_EXERCISE AIM:_ When copying the data, keep every line exactly the same.

*** DATA FOR THIS EXERCISE ***

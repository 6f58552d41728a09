//! Category record.

use bazaar_core::CategoryId;
use chrono::{DateTime, Utc};
use serde::{Deserialize, Serialize};

use super::{Entity, Patch};

/// A product category as loaded from `categories.json`.
#[derive(Debug, Clone, PartialEq, Serialize, Deserialize)]
#[serde(rename_all = "camelCase")]
pub struct Category {
    #[serde(rename = "Id")]
    pub id: CategoryId,
    pub name: String,
    #[serde(default, skip_serializing_if = "Option::is_none")]
    pub description: Option<String>,
    #[serde(default, skip_serializing_if = "Option::is_none")]
    pub created_at: Option<DateTime<Utc>>,
    #[serde(default, skip_serializing_if = "Option::is_none")]
    pub updated_at: Option<DateTime<Utc>>,
    #[serde(flatten)]
    pub extra: Patch,
}

impl Entity for Category {
    type Id = CategoryId;

    const NAME: &'static str = "Category";

    fn id(&self) -> CategoryId {
        self.id
    }

    fn set_updated_at(&mut self, at: DateTime<Utc>) {
        self.updated_at = Some(at);
    }
}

*** End of DATA FOR THIS EXERCISE ***

_RESULT BELOW:_
repository 6f58552d41728a09
//! Category record.

use bazaar_core::CategoryId;
use chrono::{DateTime, Utc};
use serde::{Deserialize, Serialize};

use super::{Entity, Patch};

/// A product category as loaded from `categories.json`.
#[derive(Debug, Clone, PartialEq, Serialize, Deserialize)]
#[serde(rename_all = "camelCase")]
pub struct Category {
    #[serde(rename = "Id")]
    pub id: CategoryId,
    pub name: String,
    #[serde(default, skip_serializing_if = "Option::is_none")]
    pub description: Option<String>,
    #[serde(default, skip_serializing_if = "Option::is_none")]
    pub created_at: Option<DateTime<Utc>>,
    #[serde(default, skip_serializing_if = "Option::is_none")]
    pub updated_at: Option<DateTime<Utc>>,
    #[serde(flatten)]
    pub extra: Patch,
}

impl Entity for Category {
    type Id = CategoryId;

    const NAME: &'static str = "Category";

    fn id(&self) -> CategoryId {
        self.id
    }

    fn set_updated_at(&mut self, at: DateTime<Utc>) {
        self.updated_at = Some(at);
    }
}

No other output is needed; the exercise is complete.